Overview – What are the points to ensure a successful Illumina NGS project

There are several important factors that you need to consider before doing next-generation sequencing (NGS) on an Illumina platform. A well-planned experiment could easily maximise the success of the final outcome regardless of whether you perform the sequencing yourself or outsource to a service provider.

  1. Starting material
    The starting point of your project is the choice of a proper DNA/RNA extraction method for your organism of interest. The lysis and homogenisation steps of the protocol should be tailored to the specific material in order to maximise yield and quality. The protocol should be performed by experienced users to avoid degradation of the nucleic acid due to missteps or delays. For some materials, such as plants, the removal of inhibitors is of essence. In all cases, the quality of your DNA/RNA should be assessed using capillary gel electrophoresis or similar methods.

  2. Number of samples
    The number of samples very much depends on the aim of your sequencing experiment. If you want to check the presence of a gene/SNP of a bacterial strain, one sample might be enough to answer this question. However, if you want to analyse effects on groups of samples, replicates should be performed if possible for proper statistical analysis. Also consider including controls to validate your results.

  3. Number of reads
    Your project will require a minimum number of sequencing reads in order to generate reliable data. If you are sequencing amplicons, small RNAs or re-sequencing small genomes, as little as 5 million reads could be sufficient. For resequencing projects the genome size needs to be considered and it is directly connected to the desired sequencing depth/coverage. For larger eukaryotic genomes more sequencing reads are needed than for small prokaryotic genomes. Over-sequencing does not only costs more money and time, it also complicates downstream data analysis.

  4. Sequencing depth
    The sequencing coverage, or the average number of times a single base is read during a run, is also of importance. The more frequent the base is sequenced, the more reliable the base call is likely to be. This parameter is also highly dependent on the application. For example, to reliably identify germline mutations 30x coverage is usually sufficient. However, 100x and more should be sequenced to detect somatic mutations of tumour samples.

  5. Sequencing mode
    Illumina offer two distinct types of sequencing - the single-read and the paired-end mode. Single-read runs sequence DNA fragments from one end to the other end depending on the fragment length and the sequencing length. The single-read mode is fast, cheap and could be beneficial for some RNA-seq and ChIP-Seq experiments. In paired-end mode the fragment is read first from one end and in a second read the same fragment is read from the opposite end. Thereby, for each fragment two paired reads are generated. Although this sequencing mode is more expensive, it generates more data and it makes the mapping to the genomic reference more reliable.
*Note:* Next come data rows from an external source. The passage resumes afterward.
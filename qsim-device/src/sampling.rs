//! Finite-shot sampling
//!
//! Samples computational-basis outcomes from a probability distribution
//! using the alias method, and stores the drawn shots as bit rows for
//! downstream statistics.

use rand::Rng;

use crate::basis::index_to_bits;
use crate::error::{DeviceError, Result};

/// Alias table for O(1) sampling from a discrete distribution
///
/// Uses Walker's method: O(n) setup, then each draw costs two uniform
/// variates and one comparison.
pub struct AliasTable {
    /// Probability threshold for each index
    prob: Vec<f64>,
    /// Alias index for each index
    alias: Vec<usize>,
}

impl AliasTable {
    /// Create a new alias table from a probability distribution
    ///
    /// # Arguments
    /// * `probabilities` - Distribution over outcomes (must sum to ~1.0)
    pub fn new(probabilities: &[f64]) -> Result<Self> {
        let n = probabilities.len();
        if n == 0 {
            return Err(DeviceError::InvalidWires {
                reason: "cannot sample from an empty distribution".to_string(),
            });
        }

        let mut prob = vec![0.0; n];
        let mut alias = vec![0; n];

        let mut scaled: Vec<f64> = probabilities.iter().map(|&p| p * n as f64).collect();

        let mut small = Vec::new();
        let mut large = Vec::new();
        for (i, &p) in scaled.iter().enumerate() {
            if p < 1.0 {
                small.push(i);
            } else {
                large.push(i);
            }
        }

        while !small.is_empty() && !large.is_empty() {
            let s = small.pop().unwrap();
            let l = large.pop().unwrap();
            prob[s] = scaled[s];
            alias[s] = l;

            scaled[l] = (scaled[l] + scaled[s]) - 1.0;

            if scaled[l] < 1.0 {
                small.push(l);
            } else {
                large.push(l);
            }
        }

        // Remaining entries are numerically 1.0 up to rounding.
        for l in large {
            prob[l] = 1.0;
        }
        for s in small {
            prob[s] = 1.0;
        }

        Ok(Self { prob, alias })
    }

    /// Sample an outcome index in O(1) time
    pub fn sample<R: Rng + ?Sized>(&self, rng: &mut R) -> usize {
        let n = self.prob.len();
        let i = rng.gen_range(0..n);
        if rng.gen::<f64>() < self.prob[i] {
            i
        } else {
            self.alias[i]
        }
    }
}

/// Raw samples drawn from a device, one bit row per shot
///
/// Rows follow the device wire order, first wire in the leftmost column.
#[derive(Debug, Clone, PartialEq, Eq)]
pub struct SampleBuffer {
    data: Vec<u8>,
    shots: usize,
    num_wires: usize,
}

impl SampleBuffer {
    /// Draw `shots` samples from `probabilities` over `num_wires` wires
    pub fn generate<R: Rng + ?Sized>(
        probabilities: &[f64],
        num_wires: usize,
        shots: usize,
        rng: &mut R,
    ) -> Result<Self> {
        let table = AliasTable::new(probabilities)?;
        let mut data = Vec::with_capacity(shots * num_wires);
        for _ in 0..shots {
            let outcome = table.sample(rng) as u64;
            data.extend(index_to_bits(outcome, num_wires)?);
        }
        Ok(Self {
            data,
            shots,
            num_wires,
        })
    }

    pub fn shots(&self) -> usize {
        self.shots
    }

    pub fn num_wires(&self) -> usize {
        self.num_wires
    }

    /// Resolve an optional shot range against the stored shots
    ///
    /// Ends past the buffer are clamped, and a start past the end yields
    /// an empty window.
    pub fn shot_window(&self, shot_range: Option<(usize, usize)>) -> (usize, usize) {
        let (start, end) = shot_range.unwrap_or((0, self.shots));
        let end = end.min(self.shots);
        (start.min(end), end)
    }

    /// The bit row for one shot
    pub fn row(&self, shot: usize) -> &[u8] {
        &self.data[shot * self.num_wires..(shot + 1) * self.num_wires]
    }

    /// Iterate over shot rows in draw order
    pub fn rows(&self) -> impl Iterator<Item = &[u8]> {
        self.data.chunks_exact(self.num_wires)
    }

    /// Column of bits for a single wire position across all shots
    pub fn column(&self, wire_index: usize) -> Vec<u8> {
        self.rows().map(|row| row[wire_index]).collect()
    }
}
Therefore, it is the preferred choice for applications like SNP analysis and genome assembly.

  6. Multiplexing
    During the library preparation each sample is labelled with a sample-specific molecular tag, called barcode. This process allows multiple samples to be processed in the same sequencing reaction and then separated during BioIT analysis. Besides lowering costs, multiplexing allows for randomisation and can help minimise sequencing bias. In a perfect world, the experimental design would involve pooling all controls and experimental samples together and sequencing these on the same lane. If this cannot be achieved samples should be randomised so that in each batch of samples both cases and controls are processed. For low complexity samples, such as amplicons and bisulfite-treated DNA, pooling samples together with high complexity samples can increase the sequencing quantity and quality.

  7. BioIT analysis
    As sequencing costs are lower than ever before, the current bottleneck of NGS tends to be the bioinformatics analysis. Thinking about how you will analyse your data in advance can help ensure you have included all necessary controls. You can go ahead yourself with the data analysis using free or commercially available software, but learning how to use these programs often involves a steep learning curve. Alternatively, the option exists to outsource the BioIT analysis to an experienced provider.

Are you interested in NGS? Discover our solutions.

The NGSelect Amplicons services can help advance your targeted sequencing project.
Are you analysing microbial communities via 16S rRNA gene amplicon sequencing? Try the INVIEW Microbiome Profiling services for taxonomic characterisation.
Are you working with human DNA samples and need to investigate only the protein-coding genomic sequences? Then use the INVIEW Human Exome services for generating and analysing all exon sequences.
For cases where only a few genes of interest from a smaller number of samples are needed to be characterised, see how our Sanger sequencing services can be used to your advantage.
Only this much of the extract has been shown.